I also need to mention my best friend who I have known since I was five or six. He converted to Judaism when he married his wife and is nothing less than inspirational. Suffering from cystic fibrosis, he has undergone a lifetime of treatment and most recently a double-lung transplant. Despite the physical and health impediments he has kept his head up, raised a family, and manages to run half marathons which most of us with healthy lungs are unable to achieve. With the cards always stacked against him, he continues to live life to the fullest. 

Rachel: What’s at the top of your life bucket list or where are places you’d love to travel? Why?

Ryan: I like to base my travels on activities. A surfing trip to Central America would be high on the list – one because of the tropical weather and two because it is surfing. In addition, I love the American West and skiing. So, a trip to Big Sky Montana is also high on the list of things to do. 

One of the things I miss most about the pre-pandemic days was attending sporting events live. When the opportunity presents itself again, attending a World Series game and a soccer match at Celtic Park in Glasgow, Scotland are on the list. 

Rachel: What’s your favorite Passover food?

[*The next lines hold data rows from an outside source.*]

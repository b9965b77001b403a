pub mod handlers;
pub mod render;
pub mod routes;

pub use handlers::{VisitFailure, VisitState};
pub use routes::create_visit_router;
use axum::{
    extract::{ConnectInfo, State},
    http::{header::HeaderMap, StatusCode},
    response::{Html, IntoResponse, Response},
};
use std::net::SocketAddr;
use std::sync::Arc;
use tracing::{error, warn};

use super::render::visit_page;
use crate::client_ip;
use crate::config::PingFailureMode;
use crate::storage::{Storage, StorageError};

pub struct VisitState {
    pub storage: Arc<dyn Storage>,
    pub ping_failure: PingFailureMode,
}

/// A recoverable failure in one stage of a visit
#[derive(Debug, Clone, Copy, PartialEq, Eq)]
pub enum VisitFailure {
    Increment,
    ReadBack,
    NoValidIp,
}

impl VisitFailure {
    pub fn message(self) -> &'static str {
        match self {
            VisitFailure::Increment => "Unable to update the counter",
            VisitFailure::ReadBack => "Unable to read the counter value",
            VisitFailure::NoValidIp => "No valid ip",
        }
    }
}

/// Count the visit and report the caller's addresses
///
/// Every stage runs even when an earlier one failed. Exactly one response is
/// written: 400 listing each failure when any stage failed, otherwise the
/// 200 HTML page.
pub async fn record_visit(
    State(state): State<Arc<VisitState>>,
    ConnectInfo(addr): ConnectInfo<SocketAddr>,
    headers: HeaderMap,
) -> Response {
    if let Err(err) = state.storage.ping().await {
        return ping_failed(state.ping_failure, &err);
    }

    let mut failures = Vec::new();

    if let Err(err) = state.storage.increment_counter().await {
        error!(operation = "increment counter", error = %err, "Unable to update the counter");
        failures.push(VisitFailure::Increment);
    }

    let counter = match state.storage.counter().await {
        Ok(counter) => Some(counter),
        Err(err) => {
            error!(operation = "read counter", error = %err, "Could not read the counter");
            failures.push(VisitFailure::ReadBack);
            None
        }
    };

    let findings = match client_ip::resolve(&headers, &addr.to_string()) {
        Ok(findings) => findings,
        Err(err) => {
            warn!(remote_addr = %addr, error = %err, "No valid client ip");
            failures.push(VisitFailure::NoValidIp);
            Vec::new()
        }
    };

    match counter {
        Some(counter) if failures.is_empty() => {
            (StatusCode::OK, Html(visit_page(&findings, counter))).into_response()
        }
        _ => failure_response(&failures),
    }
}

fn failure_response(failures: &[VisitFailure]) -> Response {
    let body = failures
        .iter()
        .map(|failure| failure.message())
        .collect::<Vec<_>>()
        .join("\n");

    (StatusCode::BAD_REQUEST, body).into_response()
}

/// The database is assumed to always be up; a failed ping either takes the
/// process down or fails only this request, per `PingFailureMode`.
fn ping_failed(mode: PingFailureMode, err: &StorageError) -> Response {
    match mode {
        PingFailureMode::Exit => {
            error!(operation = "ping", error = %err, "DB Error, terminating");
            std::process::exit(1);
        }
        PingFailureMode::Unavailable => {
            error!(operation = "ping", error = %err, "DB Error");
            (StatusCode::SERVICE_UNAVAILABLE, "Database unavailable").into_response()
        }
    }
}
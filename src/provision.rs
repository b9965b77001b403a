//! Startup provisioning of the target database and the visits schema.
//!
//! Runs in two phases: `ensure_database` creates the target database through
//! a server-level connection when it is missing (postgres only), then
//! `ensure_schema` creates the table and seed row inside it. The schema phase
//! runs on every startup, whether or not the database already existed, and
//! both phases are idempotent.

use sqlx::{Connection, PgConnection};
use std::future::Future;
use std::sync::Arc;
use std::time::Duration;
use thiserror::Error;
use tracing::{info, warn};

use crate::config::{DatabaseBackend, DatabaseConfig};
use crate::storage::{self, Storage, StorageError};

#[derive(Debug, Error)]
pub enum ProvisionError {
    #[error("wrong database config: {0}")]
    Config(#[source] sqlx::Error),
    #[error("unable to reach database server: {0}")]
    Connect(#[source] sqlx::Error),
    #[error("unable to look up database {name}: {source}")]
    Lookup {
        name: String,
        #[source]
        source: sqlx::Error,
    },
    #[error("could not create database {name}: {source}")]
    CreateDatabase {
        name: String,
        #[source]
        source: sqlx::Error,
    },
    #[error("{stage} timed out")]
    Timeout { stage: &'static str },
    #[error("unable to create connection pool: {0}")]
    Open(#[source] StorageError),
    #[error("could not create schema: {0}")]
    Schema(#[source] StorageError),
}

/// A provisioned database together with the pool opened on it
pub struct Provisioned {
    pub storage: Arc<dyn Storage>,
    pub database_created: bool,
}

/// Ensure the target database and schema exist, then hand back the pool
pub async fn provision(config: &DatabaseConfig) -> Result<Provisioned, ProvisionError> {
    let database_created = ensure_database(config).await?;

    let storage = storage::open(config).await.map_err(ProvisionError::Open)?;
    ensure_schema(storage.as_ref()).await?;

    info!(
        database = %config.name,
        database_created,
        "Database provisioned"
    );

    Ok(Provisioned {
        storage,
        database_created,
    })
}

/// Create the target database if it does not exist. Returns whether it was
/// created. SQLite databases are created on connect, so this is a no-op there.
pub async fn ensure_database(config: &DatabaseConfig) -> Result<bool, ProvisionError> {
    match config.backend {
        DatabaseBackend::Postgres => ensure_postgres_database(config).await,
        DatabaseBackend::Sqlite => Ok(false),
    }
}

/// Create the visits table and seed row `(1, 0)` when missing
pub async fn ensure_schema(storage: &dyn Storage) -> Result<(), ProvisionError> {
    storage.init().await.map_err(ProvisionError::Schema)
}

async fn ensure_postgres_database(config: &DatabaseConfig) -> Result<bool, ProvisionError> {
    let limit = config.statement_timeout();
    let options = config.server_options().map_err(ProvisionError::Config)?;

    let mut conn = within("connect", limit, PgConnection::connect_with(&options))
        .await?
        .map_err(ProvisionError::Connect)?;

    let existing: Option<String> = within(
        "database lookup",
        limit,
        sqlx::query_scalar("SELECT datname FROM pg_catalog.pg_database WHERE datname = $1")
            .bind(&config.name)
            .fetch_optional(&mut conn),
    )
    .await?
    .map_err(|source| ProvisionError::Lookup {
        name: config.name.clone(),
        source,
    })?;

    if existing.is_some() {
        close_server_connection(conn).await;
        return Ok(false);
    }

    info!(database = %config.name, "Creating database");
    within(
        "create database",
        limit,
        sqlx::query(&create_database_statement(&config.name)).execute(&mut conn),
    )
    .await?
    .map_err(|source| ProvisionError::CreateDatabase {
        name: config.name.clone(),
        source,
    })?;

    close_server_connection(conn).await;
    Ok(true)
}

async fn close_server_connection(conn: PgConnection) {
    if let Err(err) = conn.close().await {
        warn!(operation = "close server connection", error = %err, "Failed to close connection");
    }
}

async fn within<T, F>(stage: &'static str, limit: Duration, fut: F) -> Result<T, ProvisionError>
where
    F: Future<Output = T>,
{
    tokio::time::timeout(limit, fut)
        .await
        .map_err(|_| ProvisionError::Timeout { stage })
}

/// `CREATE DATABASE` takes no bind parameters, so the name is quoted as an
/// identifier.
fn create_database_statement(name: &str) -> String {
    format!("CREATE DATABASE \"{}\"", name.replace('"', "\"\""))
}
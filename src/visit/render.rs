use std::fmt::Write;

use crate::client_ip::IpFinding;

/// Render the visit page listing the client addresses and the counter
pub fn visit_page(findings: &[IpFinding], counter: i32) -> String {
    let mut body = String::from(
        "<!DOCTYPE html><html><head><title>Thanks for your visit!</title></head><body><b>IP addresses:</b><p>",
    );

    // Labels are fixed and addresses are parsed IPs, so nothing needs escaping
    for finding in findings {
        let _ = write!(
            body,
            "<b>Type:</b> {}, <b>value:</b> {}<br>",
            finding.source, finding.address
        );
    }

    let _ = write!(
        body,
        "</p><p><b>Number of visits so far:</b> {counter}</p></body></html>"
    );

    body
}

#[cfg(test)]
mod tests {
    use super::*;
    use crate::client_ip::IpSource;

    #[test]
    fn test_visit_page_lists_findings_in_order() {
        let findings = vec![
            IpFinding {
                source: IpSource::RealIp,
                address: "203.0.113.5".parse().unwrap(),
            },
            IpFinding {
                source: IpSource::RemoteAddr,
                address: "::1".parse().unwrap(),
            },
        ];

        let page = visit_page(&findings, 42);

        let real = page
            .find("<b>Type:</b> real ip, <b>value:</b> 203.0.113.5<br>")
            .unwrap();
        let remote = page
            .find("<b>Type:</b> ip from remote addr, <b>value:</b> ::1<br>")
            .unwrap();
        assert!(real < remote);
        assert!(page.contains("<b>Number of visits so far:</b> 42</p>"));
        assert!(page.starts_with("<!DOCTYPE html>"));
        assert!(page.ends_with("</html>"));
    }
}
use async_trait::async_trait;
use thiserror::Error;

#[derive(Debug, Error)]
pub enum StorageError {
    #[error("{operation} timed out")]
    Timeout { operation: &'static str },
    #[error("{operation} failed: {source}")]
    Database {
        operation: &'static str,
        #[source]
        source: sqlx::Error,
    },
    #[error("counter row with id 1 is missing")]
    MissingCounterRow,
}

pub type StorageResult<T> = Result<T, StorageError>;

/// Pooled access to the visit counter. Implementations are shared across
/// concurrent requests without external locking.
#[async_trait]
pub trait Storage: Send + Sync {
    /// Create the visits table and seed the counter row if missing
    async fn init(&self) -> StorageResult<()>;

    /// Check that a pooled connection can reach the database
    async fn ping(&self) -> StorageResult<()>;

    /// Atomically increment the counter, returning rows affected
    async fn increment_counter(&self) -> StorageResult<u64>;

    /// Read the current counter value
    async fn counter(&self) -> StorageResult<i32>;
}
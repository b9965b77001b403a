use anyhow::Context;
use serde::{Deserialize, Serialize};
use sqlx::postgres::PgConnectOptions;
use sqlx::sqlite::SqliteConnectOptions;
use std::str::FromStr;
use std::time::Duration;

#[derive(Debug, Clone, Serialize, Deserialize)]
pub struct Config {
    pub server: ServerConfig,
    pub database: DatabaseConfig,
    pub ping_failure: PingFailureMode,
}

#[derive(Debug, Clone, Serialize, Deserialize)]
pub struct ServerConfig {
    pub host: String,
    pub port: u16,
}

#[derive(Debug, Clone, Serialize, Deserialize)]
#[serde(rename_all = "lowercase")]
pub enum DatabaseBackend {
    Postgres,
    Sqlite,
}

#[derive(Debug, Clone, Serialize, Deserialize)]
pub struct DatabaseConfig {
    pub backend: DatabaseBackend,
    pub user: String,
    pub password: String,
    pub host: String,
    pub port: u16,
    /// Target database name. For the sqlite backend this is the database
    /// file path, or `:memory:`.
    pub name: String,
    /// Extra connection parameters in URL query form, e.g. `sslmode=disable`.
    pub params: String,
    pub max_connections: u32,
    pub acquire_timeout_secs: u64,
    pub statement_timeout_secs: u64,
}

/// What a request does when the liveness ping against the pool fails.
#[derive(Debug, Clone, Copy, PartialEq, Eq, Default, Serialize, Deserialize)]
#[serde(rename_all = "lowercase")]
pub enum PingFailureMode {
    /// Log and terminate the whole process with a non-zero status.
    #[default]
    Exit,
    /// Answer the failing request with 503 and keep serving.
    Unavailable,
}

impl DatabaseConfig {
    pub fn acquire_timeout(&self) -> Duration {
        Duration::from_secs(self.acquire_timeout_secs)
    }

    pub fn statement_timeout(&self) -> Duration {
        Duration::from_secs(self.statement_timeout_secs)
    }

    pub fn is_in_memory(&self) -> bool {
        self.name == ":memory:"
    }

    /// Options for a server-level connection that does not select the target
    /// database. Postgres falls back to the database named after the user.
    ///
    /// Only `params` goes through URL parsing; a host starting with `/` is a
    /// Unix socket directory, anything else (IPv6 included) is used as is.
    pub fn server_options(&self) -> Result<PgConnectOptions, sqlx::Error> {
        let options = if self.params.is_empty() {
            PgConnectOptions::new()
        } else {
            PgConnectOptions::from_str(&format!("postgres:///?{}", self.params))?
        };

        let options = if self.host.starts_with('/') {
            options.socket(&self.host)
        } else {
            options.host(&self.host)
        };

        Ok(options
            .port(self.port)
            .username(&self.user)
            .password(&self.password))
    }

    /// Options for connections to the target database itself.
    pub fn database_options(&self) -> Result<PgConnectOptions, sqlx::Error> {
        Ok(self.server_options()?.database(&self.name))
    }

    pub fn sqlite_options(&self) -> Result<SqliteConnectOptions, sqlx::Error> {
        if self.is_in_memory() {
            return SqliteConnectOptions::from_str("sqlite::memory:");
        }

        Ok(SqliteConnectOptions::new()
            .filename(&self.name)
            .create_if_missing(true))
    }
}

impl Config {
    pub fn from_env() -> anyhow::Result<Self> {
        dotenvy::dotenv().ok();

        Self::from_lookup(|key| std::env::var(key).ok())
    }

    /// Build the configuration from an arbitrary variable source. Empty
    /// values count as unset.
    pub fn from_lookup<F>(lookup: F) -> anyhow::Result<Self>
    where
        F: Fn(&str) -> Option<String>,
    {
        let var = |key: &str, default: &str| -> String {
            lookup(key)
                .filter(|v| !v.is_empty())
                .unwrap_or_else(|| default.to_string())
        };

        let port = var("PORT", "8080")
            .parse::<u16>()
            .context("PORT must be a valid port number")?;

        let backend = match var("DB_BACKEND", "postgres").to_lowercase().as_str() {
            "postgres" | "postgresql" => DatabaseBackend::Postgres,
            "sqlite" => DatabaseBackend::Sqlite,
            other => anyhow::bail!("unknown DB_BACKEND '{other}', expected postgres or sqlite"),
        };

        let db_port = var("DB_PORT", "5432")
            .parse::<u16>()
            .context("DB_PORT must be a valid port number")?;
        let max_connections = var("DB_MAX_CONNECTIONS", "10")
            .parse::<u32>()
            .context("DB_MAX_CONNECTIONS must be a positive integer")?;
        let acquire_timeout_secs = var("DB_ACQUIRE_TIMEOUT_SECS", "5")
            .parse::<u64>()
            .context("DB_ACQUIRE_TIMEOUT_SECS must be a number of seconds")?;
        let statement_timeout_secs = var("DB_STATEMENT_TIMEOUT_SECS", "5")
            .parse::<u64>()
            .context("DB_STATEMENT_TIMEOUT_SECS must be a number of seconds")?;

        if max_connections == 0 {
            anyhow::bail!("DB_MAX_CONNECTIONS must be at least 1");
        }

        let ping_failure = match var("PING_FAILURE_MODE", "exit").to_lowercase().as_str() {
            "exit" => PingFailureMode::Exit,
            "unavailable" => PingFailureMode::Unavailable,
            other => {
                tracing::warn!(
                    "Unknown PING_FAILURE_MODE '{other}', falling back to 'exit'. Supported values: exit, unavailable"
                );
                PingFailureMode::Exit
            }
        };

        Ok(Config {
            server: ServerConfig {
                host: var("HOST", "0.0.0.0"),
                port,
            },
            database: DatabaseConfig {
                backend,
                user: var("DB_USER", "postgres"),
                password: var("DB_PASS", "postgres"),
                host: var("DB_HOST", "localhost"),
                port: db_port,
                name: var("DB_NAME", "moon"),
                params: var("DB_PARAMS", "sslmode=disable"),
                max_connections,
                acquire_timeout_secs,
                statement_timeout_secs,
            },
            ping_failure,
        })
    }
}

#[cfg(test)]
mod tests {
    use super::*;
    use std::collections::HashMap;

    fn config_from(vars: &[(&str, &str)]) -> anyhow::Result<Config> {
        let vars: HashMap<String, String> = vars
            .iter()
            .map(|(k, v)| (k.to_string(), v.to_string()))
            .collect();
        Config::from_lookup(|key| vars.get(key).cloned())
    }

    #[test]
    fn test_defaults() {
        let config = config_from(&[]).unwrap();

        assert_eq!(config.server.port, 8080);
        assert!(matches!(config.database.backend, DatabaseBackend::Postgres));
        assert_eq!(config.database.user, "postgres");
        assert_eq!(config.database.password, "postgres");
        assert_eq!(config.database.host, "localhost");
        assert_eq!(config.database.port, 5432);
        assert_eq!(config.database.name, "moon");
        assert_eq!(config.database.params, "sslmode=disable");
        assert_eq!(config.ping_failure, PingFailureMode::Exit);
    }

    #[test]
    fn test_empty_values_fall_back_to_defaults() {
        let config = config_from(&[("DB_NAME", ""), ("PORT", "")]).unwrap();

        assert_eq!(config.database.name, "moon");
        assert_eq!(config.server.port, 8080);
    }

    #[test]
    fn test_overrides() {
        let config = config_from(&[
            ("PORT", "9000"),
            ("DB_USER", "visits"),
            ("DB_HOST", "db.internal"),
            ("DB_PORT", "6543"),
            ("DB_NAME", "earth"),
            ("PING_FAILURE_MODE", "unavailable"),
        ])
        .unwrap();

        assert_eq!(config.server.port, 9000);
        assert_eq!(config.database.user, "visits");
        assert_eq!(config.database.host, "db.internal");
        assert_eq!(config.database.port, 6543);
        assert_eq!(config.database.name, "earth");
        assert_eq!(config.ping_failure, PingFailureMode::Unavailable);
    }

    #[test]
    fn test_bad_port_is_an_error() {
        let err = config_from(&[("DB_PORT", "not-a-port")]).unwrap_err();
        assert!(err.to_string().contains("DB_PORT"));
    }

    #[test]
    fn test_unknown_backend_is_an_error() {
        assert!(config_from(&[("DB_BACKEND", "oracle")]).is_err());
    }

    #[test]
    fn test_database_options_select_target_database() {
        let config = config_from(&[("DB_NAME", "earth")]).unwrap();

        let server = config.database.server_options().unwrap();
        let database = config.database.database_options().unwrap();

        assert_eq!(server.get_host(), "localhost");
        assert_eq!(server.get_port(), 5432);
        assert_eq!(server.get_username(), "postgres");
        assert_eq!(database.get_database(), Some("earth"));
    }

    #[test]
    fn test_ipv6_host_is_accepted() {
        let config = config_from(&[("DB_HOST", "::1"), ("DB_PORT", "6543")]).unwrap();

        let options = config.database.server_options().unwrap();

        assert_eq!(options.get_host(), "::1");
        assert_eq!(options.get_port(), 6543);
    }

    #[test]
    fn test_socket_directory_host_is_accepted() {
        let config = config_from(&[("DB_HOST", "/var/run/postgresql")]).unwrap();

        assert!(config.database.server_options().is_ok());
    }

    #[test]
    fn test_params_are_applied() {
        let config = config_from(&[("DB_PARAMS", "sslmode=disable&application_name=moon")])
            .unwrap();

        let options = config.database.database_options().unwrap();

        assert_eq!(options.get_application_name(), Some("moon"));
        assert_eq!(options.get_host(), "localhost");
    }
}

Ryan: Matzoh balls. Not the hard ones. 

Rachel: Do you have a favorite Passover tradition?

Ryan: My extended family typically congregates at my parents’ house for Passover. That includes both sets of grandparents, and aunts and uncles, too. It was a special holiday, and up until the pandemic, my parents continued that tradition. I am pretty sure that we will be back at the Seder table next year.

Rachel: Anything else you’d like to share with the DC Jewish community?

Ryan: This is a trying time for the Jewish community across the country – from physical attacks on our synagogues by white supremacists to an insidious growth of anti-semitism on the fringes of the left and right. The Jewish community of greater Washington is highly diverse in both religious practice and culture. Unfortunately this is being exploited in our current political divide. I am hoping that with a lowering of the temperature we can come together more as a united community here in DC and across the country.

Rachel: “When Jews of DC Gather…

Ryan: …hide the sausage and peppers!